//! Prompt templates for every agent role.
//!
//! Templates use `{name}` placeholders filled by [`PromptTemplate::render`].
//! All answers request MathJax-compatible notation with `\ce{}` for formulas
//! and equations so the frontend renders chemistry correctly.

/// A static prompt template with `{name}` placeholders.
pub struct PromptTemplate {
    pub template: &'static str,
}

impl PromptTemplate {
    pub const fn new(template: &'static str) -> Self {
        Self { template }
    }

    /// Substitute `{key}` with `value` for each pair. Unknown placeholders
    /// are left as-is.
    pub fn render(&self, vars: &[(&str, &str)]) -> String {
        let mut out = self.template.to_string();
        for (key, value) in vars {
            out = out.replace(&format!("{{{key}}}"), value);
        }
        out
    }
}

/// Shared formatting instructions appended to every answering persona.
const FORMAT_RULES: &str = "\
Formatting rules:\n\
- Write chemical formulas and equations in MathJax-compatible notation using \\ce{}, \
e.g. \\ce{2H2 + O2 -> 2H2O}.\n\
- Write mathematical expressions in LaTeX between $ delimiters.\n\
- Show intermediate steps for any calculation.";

/// Chemistry teacher persona for knowledge questions.
pub const TEACHER_SYSTEM: PromptTemplate = PromptTemplate::new(
    "You are an experienced chemistry teacher. Explain concepts clearly and \
     accurately at a level suitable for a motivated student, building from \
     fundamentals to the specific question.\n\n{format_rules}",
);

/// Chemistry expert persona for independent external models.
pub const EXPERT_SYSTEM: PromptTemplate = PromptTemplate::new(
    "You are a chemistry expert. Give a precise, scientifically rigorous \
     answer. State assumptions explicitly and flag any ambiguity in the \
     question.\n\n{format_rules}",
);

/// Knowledge question grounded in retrieved passages.
pub const GROUNDED_QUESTION: PromptTemplate = PromptTemplate::new(
    "Reference material:\n{context}\n\n\
     Using the reference material where relevant (and your own knowledge where \
     it is not sufficient), answer the question:\n\n{question}",
);

/// Knowledge question with no retrieved context.
pub const PLAIN_QUESTION: PromptTemplate = PromptTemplate::new("{question}");

/// Calculation agent persona.
pub const TOOLS_SYSTEM: PromptTemplate = PromptTemplate::new(
    "You are a chemistry problem solver. Work through calculations step by \
     step: identify the given quantities, choose the governing relationship, \
     balance any equations involved, and carry units through every step. \
     Verify the final answer before stating it.\n\n{format_rules}",
);

/// Vision follow-up: answer a question extracted from an image.
pub const EXTRACTED_QUESTION: PromptTemplate = PromptTemplate::new(
    "The following chemistry problem was transcribed from an image. Solve it \
     completely:\n\n{question}",
);

// =============================================================================
// FUSION JUDGE
// =============================================================================

/// Judge persona for comparing candidate answers.
pub const JUDGE_SYSTEM: PromptTemplate = PromptTemplate::new(
    "You are a senior chemistry reviewer. You will be shown one question and \
     several candidate answers from different models. Compare them on \
     accuracy, completeness, and scientific rigor, then produce the single \
     best final answer, correcting any errors you find.\n\n{format_rules}",
);

/// Judge task: labeled candidates plus output contract.
pub const JUDGE_TASK: PromptTemplate = PromptTemplate::new(
    "Question:\n{question}\n\n\
     Candidate answers:\n{candidates}\n\
     First compare the candidates on accuracy, completeness, and scientific \
     rigor. Then write the best possible final answer. Output exactly two \
     sections:\n\n\
     COMPARISON:\n<your comparison of the candidates>\n\n\
     FINAL ANSWER:\n<the complete final answer>",
);

/// Label for the nth candidate in the judge prompt (A, B, C, ...).
pub fn candidate_label(index: usize) -> char {
    (b'A' + (index % 26) as u8) as char
}

/// Assemble the labeled candidate block for the judge task.
pub fn render_candidates(candidates: &[(String, String)]) -> String {
    let mut block = String::new();
    for (i, (backend, answer)) in candidates.iter().enumerate() {
        block.push_str(&format!(
            "--- Candidate {} (from {}) ---\n{}\n\n",
            candidate_label(i),
            backend,
            answer
        ));
    }
    block
}

/// Render a persona template with the shared formatting rules filled in.
pub fn render_system(template: &PromptTemplate) -> String {
    template.render(&[("format_rules", FORMAT_RULES)])
}

#[cfg(test)]
mod tests {
    use super::*;

    #[test]
    fn render_substitutes_placeholders() {
        let t = PromptTemplate::new("Q: {question} K: {kept}");
        let out = t.render(&[("question", "why")]);
        assert_eq!(out, "Q: why K: {kept}");
    }

    #[test]
    fn personas_carry_format_rules() {
        let out = render_system(&TEACHER_SYSTEM);
        assert!(out.contains("\\ce{}"));
        assert!(!out.contains("{format_rules}"));
    }

    #[test]
    fn candidate_labels_ascend() {
        assert_eq!(candidate_label(0), 'A');
        assert_eq!(candidate_label(2), 'C');
    }

    #[test]
    fn candidate_block_labels_each_answer() {
        let block = render_candidates(&[
            ("zhipu".to_string(), "answer one".to_string()),
            ("deepseek".to_string(), "answer two".to_string()),
        ]);
        assert!(block.contains("Candidate A (from zhipu)"));
        assert!(block.contains("Candidate B (from deepseek)"));
    }
}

*EXERCISE:* Word for word, copy the line containing "assert_eq!(candidate_label(0), 'A');" and each line after it to the end of the records, and nothing besides.

*OUTPUT OF THE EXERCISE:*
        assert_eq!(candidate_label(0), 'A');
        assert_eq!(candidate_label(2), 'C');
    }

    #[test]
    fn candidate_block_labels_each_answer() {
        let block = render_candidates(&[
            ("zhipu".to_string(), "answer one".to_string()),
            ("deepseek".to_string(), "answer two".to_string()),
        ]);
        assert!(block.contains("Candidate A (from zhipu)"));
        assert!(block.contains("Candidate B (from deepseek)"));
    }
}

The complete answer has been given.